Data excerpts:
☆ ☆ ☆
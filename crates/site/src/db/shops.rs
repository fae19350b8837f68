//! Shop repository.
//!
//! Shops are read-only here; the only write path is an approved update
//! request (see [`super::UpdateRequestRepository::approve`]).

use sqlx::PgPool;

use chequealo_core::{ShopId, UserId};

use super::RepositoryError;
use crate::models::{OwnedShop, Shop};

/// Shop columns joined with the rating view, aliased as `s` and `r`.
macro_rules! shop_select {
    () => {
        r"
        SELECT s.id, s.name, s.address, s.city, s.phone, s.schedule, s.whatsapp,
               s.map_link, s.latitude, s.longitude,
               r.average_rating, r.review_count
        FROM directory.shop s
        JOIN directory.shop_rating r ON r.shop_id = s.id
        "
    };
}

/// Repository for shop lookups.
pub struct ShopRepository<'a> {
    pool: &'a PgPool,
}

impl<'a> ShopRepository<'a> {
    #[must_use]
    pub const fn new(pool: &'a PgPool) -> Self {
        Self { pool }
    }

    /// Every shop with its rating aggregate, in id order.
    ///
    /// # Errors
    ///
    /// Returns `RepositoryError::Database` if the query fails.
    pub async fn list_all(&self) -> Result<Vec<Shop>, RepositoryError> {
        let shops = sqlx::query_as::<_, Shop>(concat!(shop_select!(), "ORDER BY s.id"))
            .fetch_all(self.pool)
            .await?;

        Ok(shops)
    }

    /// One shop with its rating aggregate.
    ///
    /// # Errors
    ///
    /// Returns `RepositoryError::Database` if the query fails.
    pub async fn get(&self, id: ShopId) -> Result<Option<Shop>, RepositoryError> {
        let shop = sqlx::query_as::<_, Shop>(concat!(shop_select!(), "WHERE s.id = $1"))
            .bind(id)
            .fetch_optional(self.pool)
            .await?;

        Ok(shop)
    }

    /// Whether a shop with this id exists.
    ///
    /// # Errors
    ///
    /// Returns `RepositoryError::Database` if the query fails.
    pub async fn exists(&self, id: ShopId) -> Result<bool, RepositoryError> {
        let exists = sqlx::query_scalar::<_, bool>(
            "SELECT EXISTS (SELECT 1 FROM directory.shop WHERE id = $1)",
        )
        .bind(id)
        .fetch_one(self.pool)
        .await?;

        Ok(exists)
    }

    /// Whether any verified owner exists for the shop.
    ///
    /// # Errors
    ///
    /// Returns `RepositoryError::Database` if the query fails.
    pub async fn is_claimed(&self, id: ShopId) -> Result<bool, RepositoryError> {
        let claimed = sqlx::query_scalar::<_, bool>(
            "SELECT EXISTS (SELECT 1 FROM directory.shop_owner WHERE shop_id = $1)",
        )
        .bind(id)
        .fetch_one(self.pool)
        .await?;

        Ok(claimed)
    }

    /// Whether `user_id` is a verified owner of the shop.
    ///
    /// # Errors
    ///
    /// Returns `RepositoryError::Database` if the query fails.
    pub async fn is_owner(&self, id: ShopId, user_id: UserId) -> Result<bool, RepositoryError> {
        let owner = sqlx::query_scalar::<_, bool>(
            r"
            SELECT EXISTS (
                SELECT 1 FROM directory.shop_owner WHERE shop_id = $1 AND user_id = $2
            )
            ",
        )
        .bind(id)
        .bind(user_id)
        .fetch_one(self.pool)
        .await?;

        Ok(owner)
    }

    /// Shops the user is a verified owner of, oldest ownership first.
    ///
    /// # Errors
    ///
    /// Returns `RepositoryError::Database` if the query fails.
    pub async fn owned_by(&self, user_id: UserId) -> Result<Vec<OwnedShop>, RepositoryError> {
        let shops = sqlx::query_as::<_, OwnedShop>(
            r"
            SELECT o.id AS ownership_id, o.created_at AS owner_since,
                   s.id, s.name, s.address, s.city, s.phone, s.schedule, s.whatsapp,
                   s.map_link, s.latitude, s.longitude,
                   r.average_rating, r.review_count
            FROM directory.shop_owner o
            JOIN directory.shop s ON s.id = o.shop_id
            JOIN directory.shop_rating r ON r.shop_id = s.id
            WHERE o.user_id = $1
            ORDER BY o.created_at, o.id
            ",
        )
        .bind(user_id)
        .fetch_all(self.pool)
        .await?;

        Ok(shops)
    }
}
☆ ☆ ☆
*Assignment:*
Say how many lines in the data include the string "schedule", giving the number alone.

*Output for this exercise:*
2